Alcoholics and addicts are unlike any other people
I’ve ever met. I am unlike most people. A blazing mutant of some kind. A wondrous
freak. In my mind lurks an urge that will be with me to the end, to put a
bottle to my lips and drink myself to death. A judge and jury that I wake up to
each morning has pronounced a verdict of guilt on me for no crime that I have
committed, just for being alive, and has sentenced me to death, not by
guillotine or rope but by a single drink.
It is the strangest thing, this sentence of death,
this disease I have which tests me to the max and each day holds my existence accountable
to the very universe, a god no religion can know as we drunks know it.
A god of drunks who goes with us into our prisons
and gutters, bedrooms and businesses, flophouses and alleys, hospitals and mansions,
and patiently waits with hand on our shivering shoulders as we groan through
yet one more night of near death, waits to see if maybe this time we’ve had
pain enough, loss enough, enough hangover, illness, fear, to ask for help.
And yet many cannot ask, and die right before the
god of drunks, who I think must weep helplessly when this occurs. So many lose
heart and fall. I have seen so many of my brothers and sisters in recovery
fall. I have seen so many beautiful people die. The poet found in his room OD’d
with a needle in his arm. He was my best friend. The twenty-year-old drummer
who killed himself over a romance gone wrong. Nice kid. The young artist who
drank and was found murdered in her Tenderloin hotel room. She was so talented.

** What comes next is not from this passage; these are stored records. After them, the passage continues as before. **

//! Command-line interface definition
//!
//! Credentials and paths can come from flags or `CIRCLE_*` environment
//! variables; every flag is accepted before or after the subcommand.

use std::path::PathBuf;

use clap::{Parser, Subcommand};

use crate::authn::session_mngr::Credentials;
use crate::errors::{CircleError, Result};

/// Download recordings and snapshots from Logitech Circle cameras
#[derive(Parser, Debug, Clone)]
#[command(name = "circle")]
#[command(version, about, long_about = None)]
pub struct Cli {
    /// Account email address
    #[arg(long, env = "CIRCLE_EMAIL", global = true)]
    pub email: Option<String>,

    /// Account password
    #[arg(long, env = "CIRCLE_PASSWORD", global = true, hide_env_values = true)]
    pub password: Option<String>,

    /// Pre-issued API token; skips the login entirely
    #[arg(long, env = "CIRCLE_TOKEN", global = true, hide_env_values = true)]
    pub token: Option<String>,

    /// File used to keep the login session between runs
    #[arg(long, env = "CIRCLE_SESSION_CACHE", global = true)]
    pub session_cache: Option<PathBuf>,

    /// Path to a JSON settings file
    #[arg(long, env = "CIRCLE_SETTINGS", global = true)]
    pub settings: Option<PathBuf>,

    /// Override the API base URL
    #[arg(long, env = "CIRCLE_BASE_URL", global = true)]
    pub base_url: Option<String>,

    /// Enable debug logging
    #[arg(short, long, global = true)]
    pub debug: bool,

    /// Emit logs as JSON lines
    #[arg(long, global = true)]
    pub json_logs: bool,

    /// Command to execute
    #[command(subcommand)]
    pub command: Commands,
}

/// Available commands
#[derive(Subcommand, Debug, Clone)]
pub enum Commands {
    /// List the accessories on the account
    Accessories {
        /// Print JSON instead of human-readable text
        #[arg(long)]
        json: bool,
    },

    /// Save a live image from an accessory
    Snapshot {
        /// Accessory to capture from
        accessory_id: String,

        /// Where to save the image (default: <unix-seconds>.jpeg)
        #[arg(short, long)]
        output: Option<PathBuf>,
    },

    /// Download the videos recorded by an accessory within a time range
    Download {
        /// Accessory whose activities to download
        accessory_id: String,

        /// Start of the range, e.g. "Jan 02 2006 15:04:05"
        #[arg(long)]
        begin: String,

        /// End of the range, same format as --begin
        #[arg(long, conflicts_with = "duration", required_unless_present = "duration")]
        end: Option<String>,

        /// Length of the range from --begin, e.g. 1h, 5m10s
        #[arg(long)]
        duration: Option<String>,

        /// Zone of --begin/--end: local, utc, or an offset like -08:00
        #[arg(long)]
        tz: Option<String>,

        /// Directory the videos are written to
        #[arg(long, default_value = ".")]
        output_dir: PathBuf,
    },
}

impl Cli {
    /// Pick the credentials to authenticate with. A token wins over a password.
    pub fn credentials(&self) -> Result<Credentials> {
        if let Some(token) = self.token.as_deref().filter(|t| !t.is_empty()) {
            return Ok(Credentials::token(token));
        }

        match (self.email.as_deref(), self.password.as_deref()) {
            (Some(email), Some(password)) if !email.is_empty() && !password.is_empty() => {
                Ok(Credentials::password(email, password))
            }
            _ => Err(CircleError::MissingCredentials(
                "pass --token, or both --email and --password".to_string(),
            )),
        }
    }
}

#[cfg(test)]
mod tests {
    use super::*;

    #[test]
    fn test_parse_download() {
        let cli = Cli::try_parse_from([
            "circle",
            "download",
            "cam-1",
            "--begin",
            "Jan 02 2024 15:04:05",
            "--duration",
            "1h",
            "--token",
            "abc",
        ])
        .unwrap();

        match cli.command {
            Commands::Download {
                accessory_id,
                begin,
                end,
                duration,
                ..
            } => {
                assert_eq!(accessory_id, "cam-1");
                assert_eq!(begin, "Jan 02 2024 15:04:05");
                assert!(end.is_none());
                assert_eq!(duration.as_deref(), Some("1h"));
            }
            other => panic!("unexpected command: {:?}", other),
        }
        assert_eq!(cli.token.as_deref(), Some("abc"));
    }

    #[test]
    fn test_download_needs_end_or_duration() {
        let result = Cli::try_parse_from(["circle", "download", "cam-1", "--begin", "x"]);
        assert!(result.is_err());

        let result = Cli::try_parse_from([
            "circle", "download", "cam-1", "--begin", "x", "--end", "y", "--duration", "1h",
        ]);
        assert!(result.is_err());
    }

    #[test]
    fn test_token_preferred_over_password() {
        let cli = Cli::try_parse_from([
            "circle",
            "--email",
            "a@b.c",
            "--password",
            "pw",
            "--token",
            "tok",
            "accessories",
        ])
        .unwrap();
        assert!(matches!(cli.credentials(), Ok(Credentials::Token(_))));
    }

    #[test]
    fn test_password_credentials_need_both_parts() {
        let mut cli = Cli::try_parse_from(["circle", "accessories", "--email", "a@b.c"]).unwrap();
        // Ignore whatever CIRCLE_* variables the environment carries
        cli.password = None;
        cli.token = None;
        assert!(matches!(
            cli.credentials(),
            Err(CircleError::MissingCredentials(_))
        ));

        cli.password = Some(String::new());
        assert!(matches!(
            cli.credentials(),
            Err(CircleError::MissingCredentials(_))
        ));

        cli.password = Some("pw".to_string());
        assert!(matches!(
            cli.credentials(),
            Ok(Credentials::Password { ref email, .. }) if email == "a@b.c"
        ));
    }
}
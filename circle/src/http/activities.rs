//! Activity API client

use circle_api::models::{ActivitiesPageRequest, ActivitiesPageResponse, ActivityRecord};
use reqwest::Response;
use tracing::debug;

use crate::authn::session::Session;
use crate::errors::Result;
use crate::http::client::{decode_json, ensure_success, HttpClient};
use crate::models::Activity;

impl HttpClient {
    /// Fetch one page of up to `limit` activities with id at or after `cursor`
    pub async fn get_activities_page(
        &self,
        session: &Session,
        accessory_id: &str,
        cursor: &str,
        limit: u32,
    ) -> Result<Vec<ActivityRecord>> {
        let url = self.api_url(&["accessories", accessory_id, "activities"])?;
        let request = ActivitiesPageRequest::at_or_after(cursor, limit);

        let response = self.post(session, &url, &request).await?;
        let response = ensure_success(&url, response).await?;
        let page: ActivitiesPageResponse = decode_json(&url, response).await?;

        debug!(
            "Page at {} for {}: {} activities",
            cursor,
            accessory_id,
            page.activities.len()
        );
        Ok(page.activities)
    }

    /// Request the activity's video
    ///
    /// The returned response streams the MP4 bytes.
    pub async fn download_activity_mp4(
        &self,
        session: &Session,
        activity: &Activity,
    ) -> Result<Response> {
        let url = self.api_url(&[
            "accessories",
            &activity.accessory_id,
            "activities",
            &activity.activity_id,
            "mp4",
        ])?;

        let response = self.get(session, &url).await?;
        ensure_success(&url, response).await
    }
}
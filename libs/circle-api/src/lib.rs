//! Circle API wire models
//!
//! Request and response bodies exchanged with the Circle camera service,
//! plus the on-disk session cache payload.

pub mod models;
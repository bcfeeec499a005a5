//! Authentication module

pub mod session;
pub mod session_mngr;
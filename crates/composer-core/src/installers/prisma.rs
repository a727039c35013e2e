use super::InstallContext;
use crate::error::Result;
use crate::pipeline::ProjectDraft;
use crate::templates::slots::PRISMA_SCHEMA;

const SCRIPTS: &[(&str, &str)] = &[
    ("db:push", "prisma db push"),
    ("db:studio", "prisma studio"),
    ("postinstall", "prisma generate"),
];

pub(super) fn install(ctx: &InstallContext<'_>, draft: &mut ProjectDraft) -> Result<()> {
    draft.add_dependencies(ctx, &["prisma"], true)?;
    draft.add_dependencies(ctx, &["@prisma/client"], false)?;

    draft.use_slot(ctx, &PRISMA_SCHEMA)?;
    draft.copy_extra(ctx, "src/server/db.ts", "src/server/db.ts");

    for (name, command) in SCRIPTS {
        draft.manifest.set_script(name, command);
    }
    Ok(())
}
//! Merging pinned dependencies into the manifest

use super::manifest::PackageManifest;
use super::versions::{pinned_version, NEXT_AUTH_BETA};
use crate::error::{ComposeError, Result};
use crate::feature::{Feature, FeatureSet};
use std::collections::HashSet;

/// A dependency to declare, with the version already decided
#[derive(Debug, Clone, PartialEq, Eq)]
pub struct DependencySpec {
    pub name: String,
    pub version: String,
    pub dev: bool,
}

impl DependencySpec {
    /// Look the version up in the table, applying the Auth.js override.
    ///
    /// Auth.js only works against the `next-auth` v5 beta, so while it is
    /// active `next-auth` resolves to [`NEXT_AUTH_BETA`]. This is the single
    /// override; every other identifier takes the table version.
    pub fn resolve(name: &str, dev: bool, features: &FeatureSet) -> Result<Self> {
        let pinned = pinned_version(name)?;
        let version = if name == "next-auth" && features.is_active(Feature::AuthJs) {
            NEXT_AUTH_BETA
        } else {
            pinned
        };
        Ok(Self {
            name: name.to_string(),
            version: version.to_string(),
            dev,
        })
    }

    /// Resolve a list of runtime (or dev) dependencies in one go
    pub fn resolve_all(names: &[&str], dev: bool, features: &FeatureSet) -> Result<Vec<Self>> {
        names
            .iter()
            .map(|name| Self::resolve(name, dev, features))
            .collect()
    }
}

/// Merge `specs` into `manifest`.
///
/// Validates the whole request before touching the manifest, so a failed merge
/// leaves it unchanged. Entries not named in `specs` are never modified.
pub fn merge(manifest: &mut PackageManifest, specs: &[DependencySpec]) -> Result<()> {
    let mut seen = HashSet::new();
    for spec in specs {
        if !seen.insert(spec.name.as_str()) {
            return Err(ComposeError::DuplicateDependency {
                name: spec.name.clone(),
            });
        }
        let other_bucket = if spec.dev {
            &manifest.dependencies
        } else {
            &manifest.dev_dependencies
        };
        if other_bucket.contains_key(&spec.name) {
            return Err(ComposeError::BucketClash {
                name: spec.name.clone(),
            });
        }
    }

    for spec in specs {
        let bucket = if spec.dev {
            &mut manifest.dev_dependencies
        } else {
            &mut manifest.dependencies
        };
        tracing::debug!(name = %spec.name, version = %spec.version, dev = spec.dev, "merging dependency");
        bucket.insert(spec.name.clone(), spec.version.clone());
    }

    Ok(())
}
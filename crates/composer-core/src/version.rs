//! CLI version checks against the npm registry

use anyhow::{Context, Result};
use semver::Version;
use serde::Deserialize;
use std::time::Duration;
use url::Url;

pub const NPM_REGISTRY_URL: &str = "https://registry.npmjs.org";

/// The check is advisory; a slow registry must not hold up scaffolding
const REGISTRY_TIMEOUT: Duration = Duration::from_secs(3);

#[derive(Debug, Deserialize)]
struct DistTags {
    latest: String,
}

/// Compare the running CLI version against the latest published one.
/// Returns a warning message if the CLI is older
pub fn check_outdated(
    cli_version: &str,
    latest_version: &str,
    upgrade_command: &str,
) -> Option<String> {
    let cli_ver = parse_version(cli_version).ok()?;
    let latest_ver = parse_version(latest_version).ok()?;

    if cli_ver < latest_ver {
        Some(format!(
            "You are using an outdated version ({}). The latest version is {}.\n\
             Consider updating: {}",
            cli_version, latest_version, upgrade_command
        ))
    } else {
        None
    }
}

/// Parse version string, handling a leading `v`
pub fn parse_version(version_str: &str) -> Result<Version> {
    let cleaned = version_str.trim();
    let cleaned = cleaned.strip_prefix('v').unwrap_or(cleaned);
    Version::parse(cleaned).map_err(|e| anyhow::anyhow!("Invalid version '{}': {}", version_str, e))
}

/// `<registry>/-/package/<name>/dist-tags`, keeping scoped names as one segment
pub fn dist_tags_url(registry: &Url, package: &str) -> Result<Url> {
    let mut url = registry.clone();
    url.path_segments_mut()
        .map_err(|_| anyhow::anyhow!("URL cannot have path segments: {}", registry))?
        .pop_if_empty()
        .extend(["-", "package", package, "dist-tags"]);
    Ok(url)
}

/// Fetch the `latest` dist-tag of `package`
pub async fn fetch_latest_version(package: &str, user_agent: &str) -> Result<String> {
    let registry = Url::parse(NPM_REGISTRY_URL)?;
    let url = dist_tags_url(&registry, package)?;

    let client = reqwest::Client::builder()
        .user_agent(user_agent)
        .timeout(REGISTRY_TIMEOUT)
        .build()
        .unwrap_or_else(|_| reqwest::Client::new());

    let response = client
        .get(url.clone())
        .send()
        .await
        .with_context(|| format!("Failed to reach {}", url))?;

    if !response.status().is_success() {
        anyhow::bail!("Failed to fetch {}: HTTP {}", url, response.status());
    }

    let tags: DistTags = response
        .json()
        .await
        .context("Failed to parse npm dist-tags")?;
    Ok(tags.latest)
}

/// Fetch the latest release and build the outdated warning, if any.
/// Network failures are logged and swallowed
pub async fn outdated_warning(
    package: &str,
    user_agent: &str,
    cli_version: &str,
    upgrade_command: &str,
) -> Option<String> {
    match fetch_latest_version(package, user_agent).await {
        Ok(latest) => check_outdated(cli_version, &latest, upgrade_command),
        Err(e) => {
            tracing::debug!(error = %e, "version check skipped");
            None
        }
    }
}

#[cfg(test)]
mod tests {
    use super::*;

    #[test]
    fn test_cli_older_than_latest() {
        let warning = check_outdated("0.1.0", "0.2.0", "npm i -g create-faith-app@latest");
        assert!(warning.is_some());
        assert!(warning.unwrap().contains("0.2.0"));
    }

    #[test]
    fn test_cli_same_as_latest() {
        assert!(check_outdated("0.2.0", "0.2.0", "upgrade").is_none());
    }

    #[test]
    fn test_cli_newer_than_latest() {
        assert!(check_outdated("0.3.0", "v0.2.0", "upgrade").is_none());
    }

    #[test]
    fn test_invalid_versions() {
        assert!(check_outdated("invalid", "0.1.0", "upgrade").is_none());
    }

    #[test]
    fn test_dist_tags_url_keeps_scope_in_one_segment() {
        let registry = Url::parse(NPM_REGISTRY_URL).unwrap();
        assert_eq!(
            dist_tags_url(&registry, "create-faith-app").unwrap().as_str(),
            "https://registry.npmjs.org/-/package/create-faith-app/dist-tags"
        );
        assert_eq!(
            dist_tags_url(&registry, "@faith/create").unwrap().as_str(),
            "https://registry.npmjs.org/-/package/@faith%2Fcreate/dist-tags"
        );
    }
}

The buddy who drank and wound up facedown in a river in Pennsylvania, drowned.
The ones, so many, who jumped off the bridge or the roof or put a gun barrel to
their heads and squeezed the trigger, or in private ate painkillers until found
on the floor brain-dead, or perished young of a destroyed liver. That young nurse,
a mother of three, who had everything, beautiful children, loving husband,
looks to die for, a house with two cars in the garage, who also had this little
problem that she couldn’t stay sober or stop smoking crack, no matter how many
meetings she attended or what advice she tried to follow, and one day returned
home to that garage, ran a hose, turned on the ignition, and gassed herself to
death.
When you have seen as much of that as I have in my
sobriety, in the last twenty years, how can I not regard my own reflection with
amazement that I am still here. Why me? How did I get so lucky? Really, I don’t
know. I want to think that I’ve done something right, but in truth, I know
better. I do believe in a Higher Power and I do work the 12 steps and go to
meetings and work with drunks of every kind and description, yet it doesn’t
seem like enough, it never does. I never feel that I can repay what has been
given to me. The love that has been shown. The patience and straight-shooting
counsel that has saved my butt time and again. I have met in recovery men and
women who are the greatest human beings I have ever known but don’t want their
names advertised. Anonymous, quiet angels, invaded by death, propelled by
light, who move among us with quiet grace and private suffering and seek each
day to help those around them without fanfare or reward.